The Stage Dive series by Kylie Scott is two books deep, and by the end it is likely that each member of the fictional world-famous rock band Stage Dive will end up with his one and only. I saw Malin’s review of Play, the second book in the series, and thought it sounded like fun. I don’t read a lot of straight-up contemporary romance, possibly because it’s easier for me to process these happily-ever-after stories in worlds that don’t exist or that I don’t have context for, like in paranormals or historicals. Like, how cynical do I have to be that I have no problem imagining demons, vampires, and all manner of other supernatural beings, but I don’t believe in rock stars falling in love with random normals that they meet in Vegas or at parties?
In any case, despite my steadfast denial of the possibility of courtship between celebrities and plebeians, I have enjoyed what I’ve read so far of the Stage Dive series, particularly Play.
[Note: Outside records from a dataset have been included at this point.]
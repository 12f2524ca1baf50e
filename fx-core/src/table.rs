//! Reshapes API payloads into rectangular tables for display.

use crate::model::{CurrencyCode, RateSnapshot, RateTimeseries, SymbolTable};

#[derive(Debug, Clone, PartialEq)]
pub struct TableRow {
    pub label: String,
    pub cells: Vec<Option<f64>>,
}

/// Rows labelled by date or currency, one numeric column per rate.
/// A cell is `None` when the provider returned no rate for it.
#[derive(Debug, Clone, PartialEq)]
pub struct RateTable {
    pub row_header: String,
    pub columns: Vec<String>,
    pub rows: Vec<TableRow>,
}

impl RateTable {
    pub fn is_empty(&self) -> bool {
        self.rows.is_empty()
    }

    pub fn column(&self, name: &str) -> Option<Vec<Option<f64>>> {
        let idx = self.columns.iter().position(|c| c == name)?;
        Some(self.rows.iter().map(|row| row.cells[idx]).collect())
    }
}

impl SymbolTable {
    /// `(code, display name)` rows in code order.
    pub fn rows(&self) -> Vec<(String, String)> {
        self.symbols
            .iter()
            .map(|(code, name)| (code.to_string(), name.clone()))
            .collect()
    }
}

impl RateSnapshot {
    /// One row per target currency.
    pub fn to_table(&self) -> RateTable {
        RateTable {
            row_header: "Currency".to_string(),
            columns: vec![format!("{} rate", self.base)],
            rows: self
                .rates
                .iter()
                .map(|(code, rate)| TableRow {
                    label: code.to_string(),
                    cells: vec![Some(*rate)],
                })
                .collect(),
        }
    }
}

impl RateTimeseries {
    /// One row per date, one column per target. An empty `targets` slice
    /// means every target present in the data.
    pub fn to_table(&self, targets: &[CurrencyCode]) -> RateTable {
        let targets = if targets.is_empty() {
            self.targets()
        } else {
            targets.to_vec()
        };

        let rows = self
            .rates
            .iter()
            .map(|(date, day)| TableRow {
                label: date.format("%Y-%m-%d").to_string(),
                cells: targets.iter().map(|t| day.get(t).copied()).collect(),
            })
            .collect();

        RateTable {
            row_header: "Date".to_string(),
            columns: targets.iter().map(ToString::to_string).collect(),
            rows,
        }
    }
}
//! "Best months to trade": grouped averages over a timeseries.

use chrono::{Datelike, Month};
use std::{collections::BTreeMap, fmt};

use crate::model::{CurrencyCode, RateTimeseries};

/// A calendar month, e.g. `2023-02`.
#[derive(Debug, Clone, Copy, PartialEq, Eq, PartialOrd, Ord, Hash)]
pub struct YearMonth {
    pub year: i32,
    pub month: u32,
}

impl fmt::Display for YearMonth {
    fn fmt(&self, f: &mut fmt::Formatter<'_>) -> fmt::Result {
        write!(f, "{:04}-{:02}", self.year, self.month)
    }
}

#[derive(Debug, Clone, Copy, PartialEq)]
pub struct MonthlyAverage {
    pub month: YearMonth,
    pub average: f64,
    pub samples: usize,
}

fn monthly_means(
    timeseries: &RateTimeseries,
    target: &CurrencyCode,
) -> BTreeMap<YearMonth, (f64, usize)> {
    let mut sums: BTreeMap<YearMonth, (f64, usize)> = BTreeMap::new();

    for (date, rate) in timeseries.series(target) {
        let key = YearMonth {
            year: date.year(),
            month: date.month(),
        };
        let entry = sums.entry(key).or_insert((0.0, 0));
        entry.0 += rate;
        entry.1 += 1;
    }

    sums.into_iter()
        .map(|(k, (sum, n))| (k, (sum / n as f64, n)))
        .collect()
}

/// Average `base -> target` rate per calendar month, best month first.
/// Equal averages keep the earlier month first.
pub fn best_months(timeseries: &RateTimeseries, target: &CurrencyCode) -> Vec<MonthlyAverage> {
    let mut months: Vec<MonthlyAverage> = monthly_means(timeseries, target)
        .into_iter()
        .map(|(month, (average, samples))| MonthlyAverage {
            month,
            average,
            samples,
        })
        .collect();

    months.sort_by(|a, b| b.average.total_cmp(&a.average).then(a.month.cmp(&b.month)));
    months
}

/// Average rate per month of the year, January first.
///
/// Each calendar month is averaged on its own, then the monthly means are
/// averaged across years, so a year with more data points does not dominate.
pub fn monthly_seasonality(
    timeseries: &RateTimeseries,
    target: &CurrencyCode,
) -> Vec<(Month, f64)> {
    let mut by_month: BTreeMap<u32, (f64, usize)> = BTreeMap::new();

    for (ym, (mean, _)) in monthly_means(timeseries, target) {
        let entry = by_month.entry(ym.month).or_insert((0.0, 0));
        entry.0 += mean;
        entry.1 += 1;
    }

    by_month
        .into_iter()
        .filter_map(|(m, (sum, n))| {
            let month = Month::try_from(u8::try_from(m).ok()?).ok()?;
            Some((month, sum / n as f64))
        })
        .collect()
}

#[cfg(test)]
mod tests {
    use super::*;
    use chrono::NaiveDate;

    fn code(s: &str) -> CurrencyCode {
        CurrencyCode::try_from(s).unwrap()
    }

    fn d(s: &str) -> NaiveDate {
        NaiveDate::parse_from_str(s, "%Y-%m-%d").unwrap()
    }

    fn timeseries(points: &[(&str, f64)]) -> RateTimeseries {
        let rates: BTreeMap<_, _> = points
            .iter()
            .map(|(date, rate)| (d(date), BTreeMap::from([(code("USD"), *rate)])))
            .collect();
        RateTimeseries {
            base: code("EUR"),
            start_date: *rates.keys().next().unwrap(),
            end_date: *rates.keys().last().unwrap(),
            rates,
        }
    }

    fn close(a: f64, b: f64) -> bool {
        (a - b).abs() < 1e-12
    }

    #[test]
    fn best_months_groups_and_sorts_descending() {
        let ts = timeseries(&[
            ("2023-01-15", 1.05),
            ("2023-02-10", 1.10),
            ("2023-01-20", 1.07),
        ]);

        let months = best_months(&ts, &code("USD"));

        assert_eq!(months.len(), 2);
        assert_eq!(months[0].month.to_string(), "2023-02");
        assert!(close(months[0].average, 1.10));
        assert_eq!(months[1].month.to_string(), "2023-01");
        assert!(close(months[1].average, 1.06));
        assert_eq!(months[1].samples, 2);
    }

    #[test]
    fn best_months_breaks_ties_by_earliest_month() {
        let ts = timeseries(&[
            ("2023-03-01", 1.2),
            ("2022-11-05", 1.2),
            ("2023-01-01", 1.3),
        ]);

        let order: Vec<String> = best_months(&ts, &code("USD"))
            .iter()
            .map(|m| m.month.to_string())
            .collect();

        assert_eq!(order, vec!["2023-01", "2022-11", "2023-03"]);
    }

    #[test]
    fn best_months_separates_same_month_of_different_years() {
        let ts = timeseries(&[("2022-01-10", 1.0), ("2023-01-10", 2.0)]);

        let months = best_months(&ts, &code("USD"));
        assert_eq!(months.len(), 2);
        assert_eq!(months[0].month.to_string(), "2023-01");
    }

    #[test]
    fn best_months_is_empty_for_unknown_target() {
        let ts = timeseries(&[("2023-01-15", 1.05)]);
        assert!(best_months(&ts, &code("JPY")).is_empty());
    }

    #[test]
    fn seasonality_averages_monthly_means_across_years() {
        let ts = timeseries(&[
            ("2022-01-10", 1.0),
            ("2022-01-11", 1.0),
            ("2022-01-12", 1.0),
            ("2023-01-10", 2.0),
            ("2023-03-10", 1.5),
        ]);

        let seasons = monthly_seasonality(&ts, &code("USD"));

        assert_eq!(seasons.len(), 2);
        assert_eq!(seasons[0].0, Month::January);
        assert!(close(seasons[0].1, 1.5));
        assert_eq!(seasons[1].0, Month::March);
    }
}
Lick, the first, was all right, but not revelatory; it seemed like Scott may still have been finding her footing with this one. The plot here is drunkenly married, now what to do? The interactions between Evelyn and David bordered on cruel when they were at the “I don’t care I swear I really don’t” stage, and it kind of soured me on their inevitable reconciliation. In short, I didn’t really believe their love as depicted in this book was really anything beyond attraction, and they’d have a lot of off-screen work to do before I believed them as a couple. Lick also had the devious, slutty ex and all-women-are-jealous tropes in play, which are devices I am so fatigued by that, owing to my personal preferences, it knocks the whole experience down a few pegs whenever I encounter the newest crazy shrew. (TO STATE THE OBVIOUS: “crazy shrew” is the stereotype here, not my choice label.)
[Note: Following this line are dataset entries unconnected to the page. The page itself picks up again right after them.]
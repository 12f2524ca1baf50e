//! Interactive pickers, used when a command is run without the matching
//! arguments.

use anyhow::{Context, Result};
use fx_core::{CurrencyCode, Period, SymbolTable};
use inquire::{MultiSelect, Password, PasswordDisplayMode, Select, Text};
use std::fmt;

/// Preselected base currency in the pickers.
pub const DEFAULT_BASE: &str = "GBP";

#[derive(Debug, Clone)]
struct CurrencyOption {
    code: CurrencyCode,
    name: String,
}

impl fmt::Display for CurrencyOption {
    fn fmt(&self, f: &mut fmt::Formatter<'_>) -> fmt::Result {
        write!(f, "{} - {}", self.code, self.name)
    }
}

fn options(table: &SymbolTable) -> Vec<CurrencyOption> {
    table
        .symbols
        .iter()
        .map(|(code, name)| CurrencyOption {
            code: code.clone(),
            name: name.clone(),
        })
        .collect()
}

pub fn api_key() -> Result<String> {
    let key = Password::new("API key:")
        .with_display_mode(PasswordDisplayMode::Masked)
        .without_confirmation()
        .prompt()
        .context("Failed to read API key")?;

    Ok(key.trim().to_string())
}

pub fn base_url(default: &str) -> Result<String> {
    Text::new("API base URL:")
        .with_default(default)
        .prompt()
        .context("Failed to read API base URL")
}

pub fn base_currency(table: &SymbolTable) -> Result<CurrencyCode> {
    let options = options(table);
    let cursor = options
        .iter()
        .position(|o| o.code.as_str() == DEFAULT_BASE)
        .unwrap_or(0);

    let picked = Select::new("Base currency symbol:", options)
        .with_starting_cursor(cursor)
        .prompt()
        .context("Failed to read base currency")?;

    Ok(picked.code)
}

pub fn target_currencies(table: &SymbolTable) -> Result<Vec<CurrencyCode>> {
    let options = options(table);
    let picked = MultiSelect::new("Currency symbols to limit output currencies:", options)
        .prompt()
        .context("Failed to read target currencies")?;

    Ok(picked.into_iter().map(|o| o.code).collect())
}

pub fn period() -> Result<Period> {
    let cursor = Period::all()
        .iter()
        .position(|p| *p == Period::Year)
        .unwrap_or(0);

    Select::new("Time period:", Period::all().to_vec())
        .with_starting_cursor(cursor)
        .prompt()
        .context("Failed to read time period")
}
Play, on the other hand, had a refreshing and amusing hero in Mal, as well as a grounded and relate-able — if not completely remarkable — heroine in Anne. The plot here is also amusingly fanfiction-y: Mal needs a girlfriend for appearances sake so that he can clean up his rakish reputation, and in exchange he’ll help Anne pay her rent. But they’re not gonna sleep together, so she’s NOT a hooker, y’all. Whatever is gonna happen to this amicable and professional relationship when sparks fly? Well, you’ll just have to read and find out! In all seriousness though, I liked the two of them together. Unlike Evelyn and David, I actually felt like Anne and Mal grew together and learned from each other. I unreservedly rooted for them.
These are fast, entertaining reads, and I’ll probably read the rest of the series when they come out.